Fortunately for victims, a courtroom is not a science laboratory. If the victim is legally entitled to damages under a theory like res ipsa loquitur, the judge will instruct the jury to proceed to the next step. So, the best legal advice in mesothelioma cases is to not give up on a damage claim, even if causation is not as strong as the plaintiff would like it to be.


Limitation of Actions

Regardless of causation, victim/plaintiffs have a limited amount of time to bring damage claims, because of the statute of limitations. Because it takes mesothelioma such a long time to develop (between twenty and fifty years in most cases), the regular three-year statute of limitations does not apply, because victims cannot sue for a disease they do not know they have, and such a claim would not be legally cognizable anyway.

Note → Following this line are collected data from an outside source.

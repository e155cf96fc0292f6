//! Time (`/time/0`, spec §6) — the simplest transaction kind: no
//! request body, no `data`/`error` envelope, just a bare JSON array.

use pn_protocol::Outcome;

use crate::config::PubNubConfig;
use crate::fsm::Request;
use crate::sign::QueryBuilder;

pub fn build_request(config: &PubNubConfig, now_unix: i64) -> Request {
    super::build_request(config, "GET", "/time/0".to_owned(), QueryBuilder::new(config), None, now_unix)
}

pub fn parse_response(body: &[u8]) -> Result<String, Outcome> {
    let text = std::str::from_utf8(body).map_err(|_| Outcome::FormatError)?;
    let value: serde_json::Value = serde_json::from_str(text).map_err(|_| Outcome::FormatError)?;
    value
        .as_array()
        .and_then(|a| a.first())
        .and_then(serde_json::Value::as_i64)
        .map(|tt| tt.to_string())
        .ok_or(Outcome::FormatError)
}

#[cfg(test)]
mod tests {
    use super::*;
    use crate::config::Keyset;

    #[test]
    fn builds_bare_time_path() {
        let cfg = PubNubConfig::new(Keyset::new("demo", "demo"), "alice");
        let req = build_request(&cfg, 0);
        assert!(req.path_and_query.starts_with("/time/0?"));
    }

    #[test]
    fn parses_timetoken_array() {
        assert_eq!(parse_response(b"[15000000000000000]").unwrap(), "15000000000000000");
    }
}
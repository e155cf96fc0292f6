//! Gzip response-body inflation, bounded so a malicious or misconfigured
//! origin can't exhaust memory by sending a small highly-compressible
//! payload (a "zip bomb").

use std::io::Read;

use flate2::read::GzDecoder;

use crate::error::HttpError;

/// Inflate `compressed`, stopping with [`HttpError::ReplyTooBig`] as soon
/// as the decompressed size would exceed `max_len`.
pub fn inflate(compressed: &[u8], max_len: usize) -> Result<Vec<u8>, HttpError> {
    let mut decoder = GzDecoder::new(compressed);
    let mut out = Vec::new();
    let mut chunk = [0u8; 8192];

    loop {
        let n = decoder.read(&mut chunk).map_err(|_| HttpError::BadCompression)?;
        if n == 0 {
            break;
        }
        if out.len() + n > max_len {
            return Err(HttpError::ReplyTooBig);
        }
        out.extend_from_slice(&chunk[..n]);
    }

    Ok(out)
}

#[cfg(test)]
mod tests {
    use super::*;
    use flate2::Compression;
    use flate2::write::GzEncoder;
    use std::io::Write;

    fn gzip(data: &[u8]) -> Vec<u8> {
        let mut encoder = GzEncoder::new(Vec::new(), Compression::default());
        encoder.write_all(data).unwrap();
        encoder.finish().unwrap()
    }

    #[test]
    fn inflates_round_tripped_payload() {
        let original = b"the quick brown fox jumps over the lazy dog".repeat(10);
        let compressed = gzip(&original);
        let decompressed = inflate(&compressed, original.len() + 1).unwrap();
        assert_eq!(decompressed, original);
    }

    #[test]
    fn rejects_payload_exceeding_max_len() {
        let original = b"the quick brown fox jumps over the lazy dog".repeat(10);
        let compressed = gzip(&original);
        assert_eq!(inflate(&compressed, 4), Err(HttpError::ReplyTooBig));
    }

    #[test]
    fn rejects_corrupt_gzip_stream() {
        assert_eq!(inflate(b"not gzip data", 1024), Err(HttpError::BadCompression));
    }
}
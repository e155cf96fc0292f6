//! TLS configuration: built-in root certificates plus an optional
//! system certificate store and/or user-supplied PEM, SNI, hostname
//! verification, and session-ticket resumption across connections made
//! with the same `TlsConfig`.

use std::io::BufReader;
use std::sync::Arc;

use rustls::RootCertStore;
use rustls::client::{ClientConfig, Resumption};
use rustls::pki_types::{CertificateDer, ServerName};
use tokio_rustls::TlsConnector;

use crate::error::TransportError;

/// Builds `rustls::ClientConfig`s that all share one in-memory session
/// cache, so repeated connections to the same origin can resume a prior
/// TLS session instead of paying for a full handshake each time.
#[derive(Clone)]
pub struct TlsConfig {
    connector: TlsConnector,
}

impl TlsConfig {
    /// Start from the bundled Mozilla root store (stands in for the
    /// origin SDK's small built-in Amazon/Starfield/ISRG bundle — a full
    /// root store is the idiomatic equivalent here).
    pub fn builder() -> TlsConfigBuilder {
        TlsConfigBuilder {
            roots: RootCertStore {
                roots: webpki_roots::TLS_SERVER_ROOTS.to_vec(),
            },
            reuse_sessions: true,
        }
    }

    pub fn connector(&self) -> &TlsConnector {
        &self.connector
    }

    pub fn server_name(host: &str) -> Result<ServerName<'static>, TransportError> {
        ServerName::try_from(host.to_owned()).map_err(|_| TransportError::BadCertificate)
    }
}

pub struct TlsConfigBuilder {
    roots: RootCertStore,
    reuse_sessions: bool,
}

impl TlsConfigBuilder {
    /// Also trust the OS certificate store.
    pub fn with_system_certs(mut self) -> Result<Self, TransportError> {
        for cert in rustls_native_certs::load_native_certs().certs {
            let _ = self.roots.add(cert);
        }
        Ok(self)
    }

    /// Also trust a user-supplied PEM bundle (the `user-supplied PEM
    /// certificate` configuration knob).
    pub fn with_pem(mut self, pem: &[u8]) -> Result<Self, TransportError> {
        let mut reader = BufReader::new(pem);
        for cert in rustls_pemfile::certs(&mut reader) {
            let cert: CertificateDer<'static> = cert.map_err(|_| TransportError::BadCertificate)?;
            self.roots
                .add(cert)
                .map_err(|_| TransportError::BadCertificate)?;
        }
        Ok(self)
    }

    pub fn reuse_tls_session(mut self, reuse: bool) -> Self {
        self.reuse_sessions = reuse;
        self
    }

    pub fn build(self) -> TlsConfig {
        let mut config = ClientConfig::builder()
            .with_root_certificates(self.roots)
            .with_no_client_auth();
        if self.reuse_sessions {
            config.resumption = Resumption::in_memory_sessions(256);
        }
        TlsConfig {
            connector: TlsConnector::from(Arc::new(config)),
        }
    }
}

So, the discovery rule applies. Victims exhibiting pericardial mesothelioma symptoms have three years to sue once they should have discovered their injuries “through the exercise of reasonable diligence.” There are two parts to this doctrine:

  • The victim/plaintiff must be suffering from an asbestos-related illness; and
  • The victim/plaintiff must have connected the illness to the tortfeasor’s conduct.

Typically, insurance company lawyers argue that victim/plaintiffs must file their no later than three years after their symptoms appear. But at that stage of mesothelioma, the victim has probably not received an official diagnosis and certainly had not connected the illness with wrongful conduct decades earlier.


Liability Issues in Mesothelioma Lawsuits

Once the victim/plaintiff establishes a legitimate claim for damages, the court must decide which entity must pay those damages.

Particularly in ambient exposure cases involving bystanders, there is often more than one potential tortfeasor, and given the uncertainties regarding causation, a victim/plaintiff may not be able to establish, with absolute certainty, which entity was responsible for the wrongful exposure.

There are two points. First, victim/plaintiffs need not establish anything by “absolute certainty.” Instead, damages must be proved by a preponderance of the evidence, which means more likely than not. Second, New York is a modified joint and several liability state. So, if the tortfeasor’s responsibility was greater than 50 percent, that tortfeasor is responsible for the entire measure of damages.